▶ [Work request] Examine the material below. Gather every line in which the string "HostAgentClient" appears.

■ ■ ■

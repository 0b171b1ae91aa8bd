use std::sync::Arc;
use std::sync::atomic::{AtomicU64, Ordering};

/// Trait for metrics backends. Implementations can forward to Prometheus,
/// StatsD, or simply log metrics.
pub trait MetricsBackend: Send + Sync {
    fn record_counter(&self, name: &str, value: u64);
    fn record_gauge(&self, name: &str, value: f64);
}

/// Registry counters. Safe to share between concurrent requests.
#[derive(Default)]
pub struct RegistryMetrics {
    pub discoveries_resolved: AtomicU64,
    pub discoveries_missed: AtomicU64,
    pub agent_confirmed_removals: AtomicU64,
    pub store_fallbacks: AtomicU64,
    pub heartbeats: AtomicU64,
    backend: Option<Arc<dyn MetricsBackend>>,
}

impl std::fmt::Debug for RegistryMetrics {
    fn fmt(&self, f: &mut std::fmt::Formatter<'_>) -> std::fmt::Result {
        f.debug_struct("RegistryMetrics")
            .field("discoveries_resolved", &self.discoveries_resolved)
            .field("discoveries_missed", &self.discoveries_missed)
            .field("agent_confirmed_removals", &self.agent_confirmed_removals)
            .field("store_fallbacks", &self.store_fallbacks)
            .field("heartbeats", &self.heartbeats)
            .finish()
    }
}

impl RegistryMetrics {
    pub fn new() -> Self {
        Self::default()
    }

    pub fn with_backend(backend: Arc<dyn MetricsBackend>) -> Self {
        Self {
            backend: Some(backend),
            ..Self::new()
        }
    }

    fn bump(&self, counter: &AtomicU64, name: &str) {
        let val = counter.fetch_add(1, Ordering::Relaxed) + 1;
        if let Some(backend) = &self.backend {
            backend.record_counter(name, val);
        }
    }

    pub fn record_discovery_resolved(&self) {
        self.bump(&self.discoveries_resolved, "shoal.registry.discoveries_resolved");
    }

    pub fn record_discovery_missed(&self) {
        self.bump(&self.discoveries_missed, "shoal.registry.discoveries_missed");
    }

    pub fn record_agent_confirmed_removal(&self) {
        self.bump(
            &self.agent_confirmed_removals,
            "shoal.registry.agent_confirmed_removals",
        );
    }

    pub fn record_store_fallback(&self) {
        self.bump(&self.store_fallbacks, "shoal.registry.store_fallbacks");
    }

    pub fn record_heartbeat(&self, workload_percentage: u8) {
        self.bump(&self.heartbeats, "shoal.registry.heartbeats");
        if let Some(backend) = &self.backend {
            backend.record_gauge(
                "shoal.registry.host_workload",
                f64::from(workload_percentage),
            );
        }
    }

    pub fn snapshot(&self) -> MetricsSnapshot {
        MetricsSnapshot {
            discoveries_resolved: self.discoveries_resolved.load(Ordering::Relaxed),
            discoveries_missed: self.discoveries_missed.load(Ordering::Relaxed),
            agent_confirmed_removals: self.agent_confirmed_removals.load(Ordering::Relaxed),
            store_fallbacks: self.store_fallbacks.load(Ordering::Relaxed),
            heartbeats: self.heartbeats.load(Ordering::Relaxed),
        }
    }
}

/// A point-in-time snapshot of registry metrics.
#[derive(Debug, Clone, PartialEq, Eq, serde::Serialize, serde::Deserialize)]
pub struct MetricsSnapshot {
    pub discoveries_resolved: u64,
    pub discoveries_missed: u64,
    pub agent_confirmed_removals: u64,
    pub store_fallbacks: u64,
    pub heartbeats: u64,
}

/// Logging-based metrics backend. Emits metrics as structured log events.
pub struct LoggingMetricsBackend;

impl MetricsBackend for LoggingMetricsBackend {
    fn record_counter(&self, name: &str, value: u64) {
        tracing::info!(metric = name, value = value, kind = "counter", "metric");
    }

    fn record_gauge(&self, name: &str, value: f64) {
        tracing::info!(metric = name, value = value, kind = "gauge", "metric");
    }
}
//! Runtime registry and discovery engine.
//!
//! [`Registry`] owns every persisted row. It answers discovery requests with a
//! load-balanced runtime, ingests host registrations, heartbeats and deploy
//! results, and runs the administrative host operations (address migration
//! and runtime teardown).
//!
//! ```rust,no_run
//! use std::sync::Arc;
//! use shoal_core::{MemoryStore, ServiceIdentity, StaticTokenValidator};
//! use shoal_registry::Registry;
//!
//! # async fn run() -> Result<(), shoal_registry::RegistryError> {
//! let validator = StaticTokenValidator::new().with_token("t", "acct-1", "owner");
//! let registry = Registry::new(Arc::new(MemoryStore::new()), Arc::new(validator));
//!
//! let identity = ServiceIdentity::new("shop", "cart", "add", None);
//! if let Some(found) = registry.fetch_service_runtime(&identity, "t").await? {
//!     println!("{} expires in {}s", found.identity, found.expire_in_seconds);
//! }
//! # Ok(())
//! # }
//! ```

pub mod admin;
pub mod agent_rpc;
pub mod config;
pub mod discovery;
pub mod error;
pub mod ingest;
pub mod metrics;
pub mod target;

use std::sync::Arc;

use shoal_core::{AccountIdentity, RuntimeStore, TokenValidator};

pub use admin::{
    AddressUpdate, AddressUpdateReport, HostRemoval, RemovalFilter, RemovalOutcome, RemovalReport,
};
pub use agent_rpc::{AgentResponse, HostAgentClient};
pub use config::{LoadBalancingStrategy, RegistrySettings};
pub use discovery::{DiscoveryEntry, DiscoveryResult};
pub use error::RegistryError;
pub use ingest::HeartbeatAck;
pub use metrics::{LoggingMetricsBackend, MetricsBackend, RegistryMetrics};
pub use target::RuntimeTarget;

pub struct Registry {
    store: Arc<dyn RuntimeStore>,
    validator: Arc<dyn TokenValidator>,
    agents: Option<Arc<dyn HostAgentClient>>,
    settings: RegistrySettings,
    metrics: Arc<RegistryMetrics>,
}

impl Registry {
    pub fn new(store: Arc<dyn RuntimeStore>, validator: Arc<dyn TokenValidator>) -> Self {
        Self {
            store,
            validator,
            agents: None,
            settings: RegistrySettings::default(),
            metrics: Arc::new(RegistryMetrics::new()),
        }
    }

    pub fn with_settings(mut self, settings: RegistrySettings) -> Self {
        self.settings = settings;
        self
    }

    /// Transport used to reach host agents during teardown. Without one,
    /// teardown always takes the store fallback.
    pub fn with_agent_client(mut self, agents: Arc<dyn HostAgentClient>) -> Self {
        self.agents = Some(agents);
        self
    }

    pub fn with_metrics(mut self, metrics: Arc<RegistryMetrics>) -> Self {
        self.metrics = metrics;
        self
    }

    pub fn settings(&self) -> &RegistrySettings {
        &self.settings
    }

    pub fn metrics(&self) -> &RegistryMetrics {
        &self.metrics
    }

    pub fn store(&self) -> &Arc<dyn RuntimeStore> {
        &self.store
    }

    async fn authenticate(&self, token: &str) -> Result<AccountIdentity, RegistryError> {
        Ok(self.validator.validate(token).await?)
    }

    /// Owner or designated administrator only.
    async fn authorize_admin(&self, token: &str) -> Result<AccountIdentity, RegistryError> {
        let identity = self.authenticate(token).await?;
        if !self.settings.is_admin(&identity.account_id) {
            tracing::warn!(account = %identity.account_id, "Rejected administrative call");
            return Err(RegistryError::Unauthorized(identity.account_id));
        }
        Ok(identity)
    }
}

impl std::fmt::Debug for Registry {
    fn fmt(&self, f: &mut std::fmt::Formatter<'_>) -> std::fmt::Result {
        f.debug_struct("Registry")
            .field("settings", &self.settings)
            .field("has_agent_client", &self.agents.is_some())
            .finish()
    }
}
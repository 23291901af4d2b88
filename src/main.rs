//! Terminal front-end for the scipro calculator.
//!
//! With keystrokes on the command line it evaluates them once and prints
//! the result. Without, it reads keystroke lines from stdin until EOF or
//! `:quit`.

use anyhow::{Context, Result, bail};
use clap::Parser;
use scipro::calculator::{AngleMode, copy_to_clipboard, looks_like_keystrokes};
use scipro::feedback::Feedback;
use scipro::theme::{ButtonGroup, Swatch, render_keypad};
use scipro::{Config, Readout, Session};
use std::io::{self, BufRead, Write};
use std::path::{Path, PathBuf};
use tracing::{info, warn};
use tracing_subscriber::EnvFilter;

/// Scientific calculator driven by keystrokes.
#[derive(Parser, Debug)]
#[command(name = "scipro", version, about)]
struct Cli {
    /// Keystrokes to evaluate, e.g. `5 + 3 =`. Starts a REPL when omitted.
    #[arg(trailing_var_arg = true, allow_hyphen_values = true)]
    keys: Vec<String>,

    /// Start in radians instead of the configured angle mode.
    #[arg(long)]
    radians: bool,

    /// Disable the key-press bell.
    #[arg(long)]
    no_sound: bool,

    /// Print readouts as JSON.
    #[arg(long)]
    json: bool,

    /// Config file to use instead of the default location.
    #[arg(long, value_name = "PATH")]
    config: Option<PathBuf>,

    /// Verbosity level (-v, -vv, -vvv)
    #[arg(short, long, action = clap::ArgAction::Count)]
    verbose: u8,
}

fn main() -> Result<()> {
    let cli = Cli::parse();
    init_logging(cli.verbose);

    let config_path = match cli.config.clone() {
        Some(path) => path,
        None => Config::default_path()?,
    };
    let mut config = Config::load(&config_path)
        .with_context(|| format!("loading {}", config_path.display()))?;

    let angle_mode = if cli.radians {
        AngleMode::Radians
    } else {
        config.angle_mode
    };
    let feedback = if config.sound && !cli.no_sound {
        Feedback::spawn(|_tone| {
            // The terminal has one pitch; the bell stands in for every tone.
            let mut stderr = io::stderr();
            let _ = stderr.write_all(b"\x07");
            let _ = stderr.flush();
        })
        .context("starting feedback worker")?
    } else {
        Feedback::disabled()
    };

    let mut session = Session::new(angle_mode, feedback);

    if !cli.keys.is_empty() {
        session.handle_keystrokes(&cli.keys.join(" "))?;
        print_readout(&session.readout(), cli.json)?;
        return Ok(());
    }

    info!(path = %config_path.display(), "starting REPL");
    run_repl(&mut session, &mut config, &config_path, cli.json)
}

fn init_logging(verbose: u8) {
    let filter = match verbose {
        0 => EnvFilter::try_from_default_env().unwrap_or_else(|_| EnvFilter::new("warn")),
        1 => EnvFilter::new("info"),
        2 => EnvFilter::new("debug"),
        _ => EnvFilter::new("trace"),
    };

    tracing_subscriber::fmt()
        .with_env_filter(filter)
        .with_writer(io::stderr)
        .init();
}

fn run_repl(
    session: &mut Session,
    config: &mut Config,
    config_path: &Path,
    json: bool,
) -> Result<()> {
    let stdin = io::stdin();
    print_readout(&session.readout(), json)?;

    for line in stdin.lock().lines() {
        let line = line.context("reading stdin")?;

        if looks_like_keystrokes(&line) {
            match session.handle_keystrokes(&line) {
                Ok(_) => print_readout(&session.readout(), json)?,
                Err(e) => eprintln!("{}", e),
            }
            continue;
        }

        let mut words = line.split_whitespace();
        match words.next() {
            None => {}
            Some(":quit") | Some(":q") => break,
            Some(":keypad") => {
                println!(
                    "{}",
                    render_keypad(&config.theme, session.state().angle_mode.label())
                );
            }
            Some(":state") => {
                println!("{}", serde_json::to_string_pretty(session.state())?);
            }
            Some(":copy") => {
                let readout = session.readout();
                match readout.text_for_clipboard() {
                    Some(text) => match copy_to_clipboard(text) {
                        Ok(()) => println!("copied {}", text),
                        Err(e) => warn!("{}", e),
                    },
                    None => eprintln!("nothing to copy"),
                }
            }
            Some(":theme") => match set_theme(config, words.next(), words.next()) {
                Ok((group, swatch)) => {
                    if let Err(e) = config.save(config_path) {
                        warn!("theme not saved: {}", e);
                    }
                    println!("{} = {}", group.name(), swatch);
                }
                Err(e) => eprintln!("{}", e),
            },
            Some(other) => eprintln!("unknown command {}", other),
        }
    }

    Ok(())
}

fn set_theme(
    config: &mut Config,
    group: Option<&str>,
    swatch: Option<&str>,
) -> Result<(ButtonGroup, Swatch)> {
    let (Some(group), Some(swatch)) = (group, swatch) else {
        bail!("usage: :theme <group> <colour>");
    };

    let group: ButtonGroup = group.parse().map_err(anyhow::Error::msg)?;
    let swatch: Swatch = swatch.parse().map_err(anyhow::Error::msg)?;
    config.theme.set(group, swatch);
    Ok((group, swatch))
}

fn print_readout(readout: &Readout, json: bool) -> Result<()> {
    if json {
        println!("{}", serde_json::to_string(readout)?);
    } else {
        if !readout.expression.is_empty() {
            println!("  {}", readout.expression);
        }
        println!("{} {}", readout.angle_mode.label(), readout.display_result);
    }
    Ok(())
}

■ ■ ■

▶ [Solution]
pub use agent_rpc::{AgentResponse, HostAgentClient};
    agents: Option<Arc<dyn HostAgentClient>>,
    pub fn with_agent_client(mut self, agents: Arc<dyn HostAgentClient>) -> Self {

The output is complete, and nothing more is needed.